### WHAT IS BEING ASKED
Beginning at the line that includes "Repeated calls merge." in the entries below, print each line exactly as it appears, through the last one.
Top of AVAILABLE RECORDS
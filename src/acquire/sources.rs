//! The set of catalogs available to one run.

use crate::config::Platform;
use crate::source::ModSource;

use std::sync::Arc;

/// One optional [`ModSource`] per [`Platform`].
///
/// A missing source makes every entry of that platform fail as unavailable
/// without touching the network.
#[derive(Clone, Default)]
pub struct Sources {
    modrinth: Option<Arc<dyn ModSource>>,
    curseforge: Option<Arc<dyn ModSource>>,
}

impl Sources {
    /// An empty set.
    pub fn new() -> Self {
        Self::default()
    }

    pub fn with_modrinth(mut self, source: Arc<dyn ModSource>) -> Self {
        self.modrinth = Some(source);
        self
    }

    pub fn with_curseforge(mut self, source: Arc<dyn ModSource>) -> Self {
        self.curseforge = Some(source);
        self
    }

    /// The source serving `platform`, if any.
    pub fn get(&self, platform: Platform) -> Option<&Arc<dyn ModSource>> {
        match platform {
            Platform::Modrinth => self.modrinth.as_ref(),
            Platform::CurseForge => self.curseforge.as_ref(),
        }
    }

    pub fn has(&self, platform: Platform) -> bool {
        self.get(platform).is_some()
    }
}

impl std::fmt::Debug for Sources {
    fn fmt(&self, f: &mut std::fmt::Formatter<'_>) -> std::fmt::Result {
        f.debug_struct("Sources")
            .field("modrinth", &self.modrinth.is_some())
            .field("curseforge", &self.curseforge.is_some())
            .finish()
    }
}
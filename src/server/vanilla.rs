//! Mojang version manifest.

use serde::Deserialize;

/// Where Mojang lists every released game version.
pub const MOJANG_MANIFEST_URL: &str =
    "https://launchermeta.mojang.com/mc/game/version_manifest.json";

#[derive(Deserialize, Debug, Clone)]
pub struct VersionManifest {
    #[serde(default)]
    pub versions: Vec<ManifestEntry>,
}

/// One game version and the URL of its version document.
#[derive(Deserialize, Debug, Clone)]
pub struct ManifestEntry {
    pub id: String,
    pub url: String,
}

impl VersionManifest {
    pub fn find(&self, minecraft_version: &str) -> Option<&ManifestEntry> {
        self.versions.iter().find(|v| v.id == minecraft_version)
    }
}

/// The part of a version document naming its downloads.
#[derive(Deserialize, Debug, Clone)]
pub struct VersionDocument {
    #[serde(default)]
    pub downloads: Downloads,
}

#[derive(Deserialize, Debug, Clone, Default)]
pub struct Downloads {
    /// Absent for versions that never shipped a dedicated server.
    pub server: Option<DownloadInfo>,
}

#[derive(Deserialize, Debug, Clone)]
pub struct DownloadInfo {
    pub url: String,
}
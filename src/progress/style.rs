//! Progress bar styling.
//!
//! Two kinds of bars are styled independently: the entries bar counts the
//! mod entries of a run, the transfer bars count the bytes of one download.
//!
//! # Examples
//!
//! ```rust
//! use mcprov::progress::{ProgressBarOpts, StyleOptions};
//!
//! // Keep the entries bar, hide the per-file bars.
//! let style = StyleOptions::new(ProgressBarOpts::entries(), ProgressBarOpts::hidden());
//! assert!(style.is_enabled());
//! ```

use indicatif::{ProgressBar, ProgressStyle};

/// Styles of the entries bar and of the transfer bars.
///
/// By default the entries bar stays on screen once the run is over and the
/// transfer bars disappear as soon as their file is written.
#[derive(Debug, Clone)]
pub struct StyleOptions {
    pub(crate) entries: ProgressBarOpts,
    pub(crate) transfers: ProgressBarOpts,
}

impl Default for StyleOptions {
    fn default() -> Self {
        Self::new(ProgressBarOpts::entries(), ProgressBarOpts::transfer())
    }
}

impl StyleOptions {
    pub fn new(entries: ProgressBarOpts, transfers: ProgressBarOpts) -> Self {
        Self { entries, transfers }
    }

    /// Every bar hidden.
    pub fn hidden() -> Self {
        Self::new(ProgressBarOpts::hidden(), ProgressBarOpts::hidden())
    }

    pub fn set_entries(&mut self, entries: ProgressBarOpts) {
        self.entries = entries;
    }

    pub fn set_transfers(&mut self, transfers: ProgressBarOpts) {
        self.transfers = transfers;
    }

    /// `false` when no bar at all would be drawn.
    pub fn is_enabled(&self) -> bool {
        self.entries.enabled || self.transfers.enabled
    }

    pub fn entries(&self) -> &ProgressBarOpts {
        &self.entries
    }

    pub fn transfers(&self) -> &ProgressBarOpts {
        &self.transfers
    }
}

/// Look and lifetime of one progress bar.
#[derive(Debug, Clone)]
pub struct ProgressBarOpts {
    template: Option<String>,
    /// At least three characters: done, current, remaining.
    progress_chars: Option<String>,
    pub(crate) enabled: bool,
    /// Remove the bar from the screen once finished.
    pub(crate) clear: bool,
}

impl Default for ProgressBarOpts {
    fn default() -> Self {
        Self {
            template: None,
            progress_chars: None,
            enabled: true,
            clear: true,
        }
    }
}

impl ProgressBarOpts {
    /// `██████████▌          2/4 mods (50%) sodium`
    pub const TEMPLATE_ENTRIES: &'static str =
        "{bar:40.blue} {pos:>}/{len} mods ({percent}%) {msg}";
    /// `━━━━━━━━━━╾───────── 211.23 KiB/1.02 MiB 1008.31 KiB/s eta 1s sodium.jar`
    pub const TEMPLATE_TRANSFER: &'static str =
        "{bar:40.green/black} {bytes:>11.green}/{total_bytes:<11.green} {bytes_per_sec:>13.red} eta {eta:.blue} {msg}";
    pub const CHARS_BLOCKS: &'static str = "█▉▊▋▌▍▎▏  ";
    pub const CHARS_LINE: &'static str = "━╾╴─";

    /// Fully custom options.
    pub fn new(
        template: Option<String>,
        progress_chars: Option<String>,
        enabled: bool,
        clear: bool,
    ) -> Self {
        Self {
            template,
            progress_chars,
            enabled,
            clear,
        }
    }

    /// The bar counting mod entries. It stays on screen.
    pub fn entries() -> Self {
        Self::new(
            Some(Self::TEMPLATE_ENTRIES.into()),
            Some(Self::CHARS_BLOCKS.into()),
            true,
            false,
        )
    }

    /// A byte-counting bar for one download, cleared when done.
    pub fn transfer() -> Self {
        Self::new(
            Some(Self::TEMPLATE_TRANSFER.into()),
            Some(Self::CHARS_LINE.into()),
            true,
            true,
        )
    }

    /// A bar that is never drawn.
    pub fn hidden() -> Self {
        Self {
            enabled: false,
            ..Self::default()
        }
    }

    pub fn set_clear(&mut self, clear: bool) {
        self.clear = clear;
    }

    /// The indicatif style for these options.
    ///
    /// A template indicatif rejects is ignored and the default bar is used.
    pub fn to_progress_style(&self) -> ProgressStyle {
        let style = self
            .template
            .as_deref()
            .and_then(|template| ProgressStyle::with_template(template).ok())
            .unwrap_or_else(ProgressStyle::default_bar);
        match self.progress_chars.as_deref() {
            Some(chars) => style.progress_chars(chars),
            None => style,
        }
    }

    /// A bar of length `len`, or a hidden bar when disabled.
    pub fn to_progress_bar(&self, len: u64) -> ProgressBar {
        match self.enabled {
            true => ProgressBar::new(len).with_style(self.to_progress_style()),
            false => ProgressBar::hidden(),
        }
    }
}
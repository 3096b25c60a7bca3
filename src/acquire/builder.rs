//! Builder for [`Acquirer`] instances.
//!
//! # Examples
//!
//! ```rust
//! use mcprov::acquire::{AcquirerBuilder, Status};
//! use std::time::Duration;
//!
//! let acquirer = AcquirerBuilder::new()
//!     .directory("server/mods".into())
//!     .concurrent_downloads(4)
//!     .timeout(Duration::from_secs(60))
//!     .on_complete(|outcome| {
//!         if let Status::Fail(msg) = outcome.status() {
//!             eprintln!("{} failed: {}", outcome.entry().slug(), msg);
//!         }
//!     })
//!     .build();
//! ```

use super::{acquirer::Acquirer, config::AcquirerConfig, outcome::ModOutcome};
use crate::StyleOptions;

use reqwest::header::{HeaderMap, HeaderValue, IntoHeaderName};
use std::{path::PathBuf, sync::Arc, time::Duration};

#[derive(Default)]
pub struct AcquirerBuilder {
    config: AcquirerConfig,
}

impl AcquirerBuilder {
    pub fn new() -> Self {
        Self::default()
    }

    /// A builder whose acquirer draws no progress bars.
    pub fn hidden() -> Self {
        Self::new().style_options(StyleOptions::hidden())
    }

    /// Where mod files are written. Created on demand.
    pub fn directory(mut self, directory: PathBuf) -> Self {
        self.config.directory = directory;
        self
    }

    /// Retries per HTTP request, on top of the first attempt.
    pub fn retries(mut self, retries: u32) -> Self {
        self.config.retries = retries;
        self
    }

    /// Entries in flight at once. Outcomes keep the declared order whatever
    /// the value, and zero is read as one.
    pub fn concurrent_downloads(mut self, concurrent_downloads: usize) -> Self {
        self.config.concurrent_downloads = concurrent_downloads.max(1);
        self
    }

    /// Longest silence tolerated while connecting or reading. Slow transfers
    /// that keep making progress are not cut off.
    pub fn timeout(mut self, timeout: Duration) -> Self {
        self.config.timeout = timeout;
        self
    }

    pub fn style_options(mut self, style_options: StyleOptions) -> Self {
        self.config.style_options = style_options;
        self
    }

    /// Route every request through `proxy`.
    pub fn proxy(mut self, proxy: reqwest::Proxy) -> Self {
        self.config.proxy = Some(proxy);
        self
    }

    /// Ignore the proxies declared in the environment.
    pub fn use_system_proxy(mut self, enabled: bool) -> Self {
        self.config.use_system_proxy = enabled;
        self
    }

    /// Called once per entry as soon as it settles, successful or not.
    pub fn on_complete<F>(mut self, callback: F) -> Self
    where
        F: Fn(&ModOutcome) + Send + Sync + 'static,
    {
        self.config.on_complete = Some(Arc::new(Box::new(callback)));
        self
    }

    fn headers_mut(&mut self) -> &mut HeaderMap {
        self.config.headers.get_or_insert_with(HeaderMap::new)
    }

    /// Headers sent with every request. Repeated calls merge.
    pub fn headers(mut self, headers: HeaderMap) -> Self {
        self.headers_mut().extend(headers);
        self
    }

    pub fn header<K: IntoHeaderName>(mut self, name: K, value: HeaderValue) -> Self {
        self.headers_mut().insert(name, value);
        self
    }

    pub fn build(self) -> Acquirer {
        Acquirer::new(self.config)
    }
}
Bottom of AVAILABLE RECORDS
### RESULT
    /// Headers sent with every request. Repeated calls merge.
    pub fn headers(mut self, headers: HeaderMap) -> Self {
        self.headers_mut().extend(headers);
        self
    }

    pub fn header<K: IntoHeaderName>(mut self, name: K, value: HeaderValue) -> Self {
        self.headers_mut().insert(name, value);
        self
    }

    pub fn build(self) -> Acquirer {
        Acquirer::new(self.config)
    }
}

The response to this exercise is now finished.